Ha restaurado más de 28 millones de ostras y estima que el puerto nunca estuvo mejor en los últimos 150 años.
"Cuando ponemos las ostras en el fondo, notamos enseguida una mejora: hay más peces, hay más cangrejos", langostinos y hasta hipocampos, dice Mosher.
Los arrecifes también han contribuido a aumentar la población de ostras salvajes. Cada tanto una gigante es hallada en la ciudad, como una de 20 cm encontrada en agosto en aguas del río Hudson frente a Greenwich Village, la mayor descubierta en el último siglo.
"¡No tenía idea de que había ostras en la ciudad de Nueva York!", dice Emma Latham, de 22 años, una de las voluntarias en la construcción del arrecife que acaba de graduarse de la Universidad de Princeton con un título en ecología.
"El impacto ambiental de tener tanta gente viviendo en un espacio tan pequeño con tanto concreto es funesto y cualquier cosa que lo mejore es genial", afirma.
Durante tres años, el BOP regresará a este arrecife de Brooklyn varias veces para estudiar las ostras y su impacto en la biodiversidad.
"Nos interesa lo básico: ¿están creciendo? ¿Están sobreviviendo? ¿Están reproduciéndose y creando una población sostenible?", dice McCann.
Estudiarán asimismo la calidad del agua, cuántos nutrientes ofrece, si hay depredadores o enfermedades, y si hay una mayor biodiversidad.

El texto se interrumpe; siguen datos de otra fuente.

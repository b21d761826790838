use anyhow::{Context, Result};

/// Which backend serves CV uploads.
#[derive(Debug, Clone, PartialEq)]
pub enum CvStorageBackend {
    Local,
    S3,
}

/// Application configuration loaded from environment variables.
/// Fails at startup if required variables are missing.
#[derive(Debug, Clone)]
pub struct Config {
    pub database_url: String,
    /// Absent means: deterministic local scorer/generator only.
    pub openai_api_key: Option<String>,
    pub openai_base_url: String,
    pub cv_storage: CvStorageBackend,
    pub upload_dir: String,
    pub s3_bucket: String,
    pub s3_endpoint: String,
    pub aws_access_key_id: String,
    pub aws_secret_access_key: String,
    pub port: u16,
    pub rust_log: String,
}

impl Config {
    pub fn from_env() -> Result<Self> {
        dotenvy::dotenv().ok(); // load .env if present; ignore if missing

        let cv_storage = match std::env::var("CV_STORAGE")
            .unwrap_or_else(|_| "local".to_string())
            .as_str()
        {
            "s3" => CvStorageBackend::S3,
            _ => CvStorageBackend::Local,
        };

        Ok(Config {
            database_url: require_env("DATABASE_URL")?,
            openai_api_key: std::env::var("OPENAI_API_KEY")
                .ok()
                .filter(|k| !k.is_empty()),
            openai_base_url: std::env::var("OPENAI_BASE_URL")
                .unwrap_or_else(|_| "https://api.openai.com/v1".to_string()),
            upload_dir: std::env::var("UPLOAD_DIR").unwrap_or_else(|_| "uploads".to_string()),
            // S3 settings are only required when CV_STORAGE=s3
            s3_bucket: s3_env("S3_BUCKET", &cv_storage)?,
            s3_endpoint: s3_env("S3_ENDPOINT", &cv_storage)?,
            aws_access_key_id: s3_env("AWS_ACCESS_KEY_ID", &cv_storage)?,
            aws_secret_access_key: s3_env("AWS_SECRET_ACCESS_KEY", &cv_storage)?,
            cv_storage,
            port: std::env::var("PORT")
                .unwrap_or_else(|_| "8080".to_string())
                .parse::<u16>()
                .context("PORT must be a valid port number")?,
            rust_log: std::env::var("RUST_LOG").unwrap_or_else(|_| "info".to_string()),
        })
    }
}

fn require_env(key: &str) -> Result<String> {
    std::env::var(key).with_context(|| format!("Required environment variable '{key}' is not set"))
}

fn s3_env(key: &str, backend: &CvStorageBackend) -> Result<String> {
    match backend {
        CvStorageBackend::S3 => require_env(key),
        CvStorageBackend::Local => Ok(std::env::var(key).unwrap_or_default()),
    }
}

Parte del análisis de los arrecifes es realizado por estudiantes que aprenden sobre las ostras en clase, hacen mediciones en el terreno y comparten la información en una plataforma digital. Eso les permite comparar lo que sucede en el río Harlem con el río Bronx, por ejemplo, y comprender por qué las ostras se comportan de manera diferente según el hábitat.
Conchas y váteres reciclados
Los neoyorquinos comen un promedio de medio millón de ostras por semana, y el BOP recoge cada semana las conchas vacías de unos 70 restaurantes locales y las cura y recicla para construir los arrecifes.
Como las conchas son limitadas, el BOP ha explorado materiales alternativos, como 5.000 váteres de porcelana de escuelas públicas de Nueva York, triturados, que hace dos años permitieron construir arrecifes en Jamaica Bay, Queens.
Las ostras neoyorquinas, sin embargo, no son comestibles: el sistema de aguas servidas de la ciudad aún es mixto y cuando llueve mucho en poco tiempo las plantas de tratamiento no dan abasto y vierten aguas sin tratar al puerto.
"Probablemente no podremos comer estas ostras durante nuestras vidas", dice Mosher. "Su trabajo aquí es mejorar el hábitat".